Kai Ryssdal: Say more about that, because that is not good news.
Betsey Stevenson: No, that is I mean, it depends Kai, it’s a glass half full, glass half empty kind of story.
Kai Ryssdal: All right.
Betsey Stevenson: So you know, if we look at airline tickets, for instance, they fell. The price of airline tickets fell 18.4% in 2020. I mean, it’s exactly how economists tell you markets work, people don’t want to buy plane tickets anymore. And the airline industry discounted those tickets because people weren’t buying them. And they’ve made a little bit of a recovery in 2021. But the price of tickets is only up 1.4% over the year. So still means it’s a great time to travel compared to 2019 if you only care about price, there are some other things you might want to care about. But if you only care about price, airline tickets are pretty low. And they’re pretty low, because we haven’t fully seen demand come back for things like airline tickets, or even recreation in general, you know, the recreation sector prices rose 3.3%, in 2021. So that’s a little elevated when the Feds aiming for 2%. But you know, that’s not the 11%, we saw for new cars, that’s not the 7% we saw overall. So on the one hand, that’s great. On the other hand, Omicron is starting to fade, and I don’t know about you, but I’m really getting itchy to get out there and do something in person. And if other people feel like me, and we have a big surge in demand for those recreational activities, or taking that trip to somewhere warm, well, that could end up putting a lot of upward pressure on prices, particularly if those service sector industries have a hard time finding people to hire. And that’s where the sort of fear of future price increases are, I think, is in the service sector where we haven’t seen them. I’m pretty sure we’re gonna finally get more dishwashers and cars out there. And I think that’s going to slow the rate of inflation in the goods producing sector. And in fact, we, you know, even though what we saw in December was very high inflation for the year, keep in mind that monthly, it was already starting to come down, sort of October, November was a worse time than December for inflation. And that’s because we are going to solve this sort of the pressures that are causing inflation in the goods producing sector. But that service sector inflation, it’s looming.

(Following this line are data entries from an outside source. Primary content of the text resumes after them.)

//! HTTP byte-range windows for media streaming

use crate::error::{Result, TuneError};

/// Bytes served when the client leaves the end of the range open
pub const DEFAULT_CHUNK_SIZE: u64 = 1_000_000;

/// Inclusive byte interval of a file to send in a partial response
///
/// Always satisfies `start <= end < total`.
#[derive(Debug, Clone, Copy, PartialEq, Eq)]
pub struct RangeWindow {
    start: u64,
    end: u64,
    total: u64,
}

impl RangeWindow {
    /// Compute the window for a `Range` header against a file of `total` bytes
    ///
    /// - no header, or one that does not parse: window starts at byte 0
    /// - open end: `min(start + chunk_size, total - 1)`
    /// - explicit end past the file: clamped to `total - 1`
    /// - start at/after the end of the file, or after the explicit end:
    ///   [`TuneError::RangeNotSatisfiable`]
    pub fn resolve(header: Option<&str>, total: u64, chunk_size: u64) -> Result<Self> {
        let (start, end) = match header {
            Some(raw) => parse_byte_range(raw).unwrap_or_else(|| {
                tracing::debug!(header = raw, "Ignoring malformed Range header");
                (None, None)
            }),
            None => (None, None),
        };

        let start = start.unwrap_or(0);
        if start >= total {
            return Err(TuneError::RangeNotSatisfiable { total });
        }
        let last = total - 1;

        let end = match end {
            Some(end) if end < start => return Err(TuneError::RangeNotSatisfiable { total }),
            Some(end) => end.min(last),
            None => start.saturating_add(chunk_size).min(last),
        };

        Ok(Self { start, end, total })
    }

    pub fn start(&self) -> u64 {
        self.start
    }

    pub fn end(&self) -> u64 {
        self.end
    }

    pub fn total(&self) -> u64 {
        self.total
    }

    /// Number of bytes in the window
    pub fn len(&self) -> u64 {
        self.end - self.start + 1
    }

    /// A window always holds at least one byte
    pub fn is_empty(&self) -> bool {
        false
    }

    /// `Content-Range` header value
    pub fn content_range(&self) -> String {
        format!("bytes {}-{}/{}", self.start, self.end, self.total)
    }

    /// `Content-Range` value for a 416 response
    pub fn unsatisfied_content_range(total: u64) -> String {
        format!("bytes */{total}")
    }
}

/// Parse `bytes=<start>-<end>` with either side optional
///
/// Only the first range of a multi-range header is considered.
fn parse_byte_range(raw: &str) -> Option<(Option<u64>, Option<u64>)> {
    let (unit, ranges) = raw.trim().split_once('=')?;
    if !unit.trim().eq_ignore_ascii_case("bytes") {
        return None;
    }

    let first = ranges.split(',').next()?.trim();
    let (start, end) = first.split_once('-')?;
    let start = parse_offset(start)?;
    let end = parse_offset(end)?;

    if start.is_none() && end.is_none() {
        return None;
    }
    Some((start, end))
}

/// `Some(None)` for an omitted offset, `None` for garbage
#[allow(clippy::option_option)]
fn parse_offset(raw: &str) -> Option<Option<u64>> {
    let raw = raw.trim();
    if raw.is_empty() {
        return Some(None);
    }
    raw.parse().ok().map(Some)
}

Kimberly Adams: Right, cuz I’m thinking about, you know, the shortage in child care workers or elder care workers. And those are areas where the wages really haven’t gone up as much as apparently are needed to meet the demand. But you’re saying that’s coming?
Betsey Stevenson: Well, let’s look at those sectors, overall, if we look at the private sector education, right, so this isn’t our public school teachers, but more like our childcare workers, prices are only up 2%. That’s exactly where the Fed wants them. But you know, we’re still missing 10% of the childcare workers? How are we going to get them back, particularly if they can go work at an Amazon warehouse for $18 an hour. So I think we’ve got no choice but to push up the wages of childcare workers. And as we push up those wages, well, you know, those aren’t industries with big margins, that’s gonna end up getting pushed on to customers and that’s gonna mean that we end up seeing inflation there. Similarly, if you look at medical care, inflation was only 2.2%. Again, sort of right where we want it. But, you know, you raised the issue of the shortage of workers in nursing care, particularly residential nursing care, or what we think of as, you know, old age homes, homes for people who need sort of adult care. You know, there are fewer workers there today, the prices aren’t going up. Are people going to want to, you know, go back to using that kind of residential care? Or, you know, maybe more frivolously, what about sort of elective or even cosmetic medical procedures? Are we going to see a demand and increase in demand for those kinds of things? If so, are the workers going to come back? Or did we kind of fry out all of our essential workers in a way that’s going to mean, they’re not going to come pouring back once we’re ready to start consuming those services again?
Kai Ryssdal: So we’ve had goods inflation now for a while. And if your theory of the case is correct, we’re gonna have service inflation for a while. And that means prices are going to be elevated for a long, long time? Well, for a long time anyway. Right. So so the question is, even if inflation doesn’t stay at 7%, like it did, but if it comes down to four and a half, or five, which is, you know, double where the Fed wants it to be, even though they’re trying to be flexible? What are the lasting effects on this economy do you think?
Betsey Stevenson: Well, Kai, first of all, can I just say that I’m an optimist, so I don’t want to say that inflation’s gonna be –
Kai Ryssdal: Fair enough.
Betsey Stevenson: So well, I was like, “Wait, I didn’t make that prediction.” I told you where the risk was.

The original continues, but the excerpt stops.